Collected data
= = = = =
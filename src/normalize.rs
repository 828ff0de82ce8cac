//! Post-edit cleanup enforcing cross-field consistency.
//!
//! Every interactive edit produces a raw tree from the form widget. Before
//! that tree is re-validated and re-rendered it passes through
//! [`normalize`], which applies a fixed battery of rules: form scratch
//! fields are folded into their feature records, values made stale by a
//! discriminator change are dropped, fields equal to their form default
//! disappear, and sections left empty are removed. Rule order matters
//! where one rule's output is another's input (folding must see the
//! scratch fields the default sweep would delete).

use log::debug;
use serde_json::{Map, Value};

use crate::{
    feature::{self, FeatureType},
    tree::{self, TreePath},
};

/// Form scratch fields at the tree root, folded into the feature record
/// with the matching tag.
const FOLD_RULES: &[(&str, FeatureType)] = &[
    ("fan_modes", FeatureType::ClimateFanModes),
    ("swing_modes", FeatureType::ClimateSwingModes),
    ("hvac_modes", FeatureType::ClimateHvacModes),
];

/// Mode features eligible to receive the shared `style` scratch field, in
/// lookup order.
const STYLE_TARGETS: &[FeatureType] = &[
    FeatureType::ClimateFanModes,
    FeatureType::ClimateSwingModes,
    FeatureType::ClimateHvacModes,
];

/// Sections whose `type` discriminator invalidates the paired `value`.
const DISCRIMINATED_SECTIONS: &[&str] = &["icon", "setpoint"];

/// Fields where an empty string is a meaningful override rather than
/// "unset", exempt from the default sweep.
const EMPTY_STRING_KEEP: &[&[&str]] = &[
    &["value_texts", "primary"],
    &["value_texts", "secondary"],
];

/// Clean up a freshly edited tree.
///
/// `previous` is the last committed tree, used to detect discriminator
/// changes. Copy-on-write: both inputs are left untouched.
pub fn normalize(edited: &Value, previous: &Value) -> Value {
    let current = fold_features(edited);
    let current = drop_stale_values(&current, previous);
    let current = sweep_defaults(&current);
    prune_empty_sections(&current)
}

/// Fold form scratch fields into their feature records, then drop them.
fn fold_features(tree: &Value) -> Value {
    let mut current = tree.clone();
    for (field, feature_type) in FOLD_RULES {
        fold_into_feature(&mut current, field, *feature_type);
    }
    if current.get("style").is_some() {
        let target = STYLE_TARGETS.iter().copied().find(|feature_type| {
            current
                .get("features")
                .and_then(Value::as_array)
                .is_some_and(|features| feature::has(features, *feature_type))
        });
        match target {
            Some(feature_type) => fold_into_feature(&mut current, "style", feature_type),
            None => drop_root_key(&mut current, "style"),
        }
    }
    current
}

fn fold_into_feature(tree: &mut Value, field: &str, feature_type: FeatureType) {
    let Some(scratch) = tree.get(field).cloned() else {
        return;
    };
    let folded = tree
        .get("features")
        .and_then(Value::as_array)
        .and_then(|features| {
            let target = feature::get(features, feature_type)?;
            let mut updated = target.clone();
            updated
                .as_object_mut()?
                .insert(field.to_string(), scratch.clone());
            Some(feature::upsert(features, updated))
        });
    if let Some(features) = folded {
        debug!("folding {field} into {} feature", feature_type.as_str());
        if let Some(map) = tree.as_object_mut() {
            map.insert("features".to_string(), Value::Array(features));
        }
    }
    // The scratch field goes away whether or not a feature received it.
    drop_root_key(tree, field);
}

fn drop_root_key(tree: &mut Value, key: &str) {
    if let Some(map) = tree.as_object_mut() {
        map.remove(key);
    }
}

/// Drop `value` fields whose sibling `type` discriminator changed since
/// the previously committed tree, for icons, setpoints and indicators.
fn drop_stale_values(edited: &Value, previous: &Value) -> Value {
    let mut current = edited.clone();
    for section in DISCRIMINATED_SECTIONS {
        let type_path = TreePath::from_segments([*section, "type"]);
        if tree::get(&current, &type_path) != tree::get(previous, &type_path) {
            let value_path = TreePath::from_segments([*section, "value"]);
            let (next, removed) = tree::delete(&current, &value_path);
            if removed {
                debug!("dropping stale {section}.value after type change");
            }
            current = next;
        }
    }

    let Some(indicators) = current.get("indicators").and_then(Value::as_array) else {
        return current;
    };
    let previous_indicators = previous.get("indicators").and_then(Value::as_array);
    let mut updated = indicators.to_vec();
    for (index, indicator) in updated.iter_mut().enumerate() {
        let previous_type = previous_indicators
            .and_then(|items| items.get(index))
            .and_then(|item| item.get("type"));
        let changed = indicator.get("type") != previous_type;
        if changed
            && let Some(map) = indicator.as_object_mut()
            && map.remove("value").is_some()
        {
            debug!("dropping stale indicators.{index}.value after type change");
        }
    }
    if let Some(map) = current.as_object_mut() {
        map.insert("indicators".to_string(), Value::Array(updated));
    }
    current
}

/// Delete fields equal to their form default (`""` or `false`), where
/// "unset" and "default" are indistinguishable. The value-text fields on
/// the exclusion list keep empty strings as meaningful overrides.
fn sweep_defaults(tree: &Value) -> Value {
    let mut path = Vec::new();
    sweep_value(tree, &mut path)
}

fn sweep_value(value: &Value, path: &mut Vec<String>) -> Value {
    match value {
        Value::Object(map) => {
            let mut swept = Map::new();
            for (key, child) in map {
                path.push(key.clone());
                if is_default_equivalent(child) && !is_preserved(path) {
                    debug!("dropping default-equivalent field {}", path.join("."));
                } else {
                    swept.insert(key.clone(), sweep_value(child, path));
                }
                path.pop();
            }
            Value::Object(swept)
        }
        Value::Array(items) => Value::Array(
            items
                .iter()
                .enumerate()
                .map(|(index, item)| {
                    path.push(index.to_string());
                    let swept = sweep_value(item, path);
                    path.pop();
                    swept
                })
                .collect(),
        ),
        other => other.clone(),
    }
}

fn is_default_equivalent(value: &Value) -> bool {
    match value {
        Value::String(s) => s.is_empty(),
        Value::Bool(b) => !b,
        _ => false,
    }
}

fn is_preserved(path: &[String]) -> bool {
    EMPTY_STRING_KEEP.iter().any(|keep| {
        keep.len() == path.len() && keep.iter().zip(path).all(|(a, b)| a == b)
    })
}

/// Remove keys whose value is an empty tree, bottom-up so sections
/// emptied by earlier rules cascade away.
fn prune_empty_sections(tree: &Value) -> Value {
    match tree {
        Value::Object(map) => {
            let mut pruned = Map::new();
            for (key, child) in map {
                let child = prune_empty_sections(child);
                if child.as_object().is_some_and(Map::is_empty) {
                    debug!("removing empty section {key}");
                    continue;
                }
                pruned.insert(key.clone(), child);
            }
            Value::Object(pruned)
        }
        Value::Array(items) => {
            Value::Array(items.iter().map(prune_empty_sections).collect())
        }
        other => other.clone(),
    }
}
= = = = =
Set down again, word for word, the stretch of records from the line with "path.push(index.to_string());" to the line with "fn is_preserved(path: &[String])", both of those lines included.

◆ ANSWER TO THIS TASK
                    path.push(index.to_string());
                    let swept = sweep_value(item, path);
                    path.pop();
                    swept
                })
                .collect(),
        ),
        other => other.clone(),
    }
}

fn is_default_equivalent(value: &Value) -> bool {
    match value {
        Value::String(s) => s.is_empty(),
        Value::Bool(b) => !b,
        _ => false,
    }
}

fn is_preserved(path: &[String]) -> bool {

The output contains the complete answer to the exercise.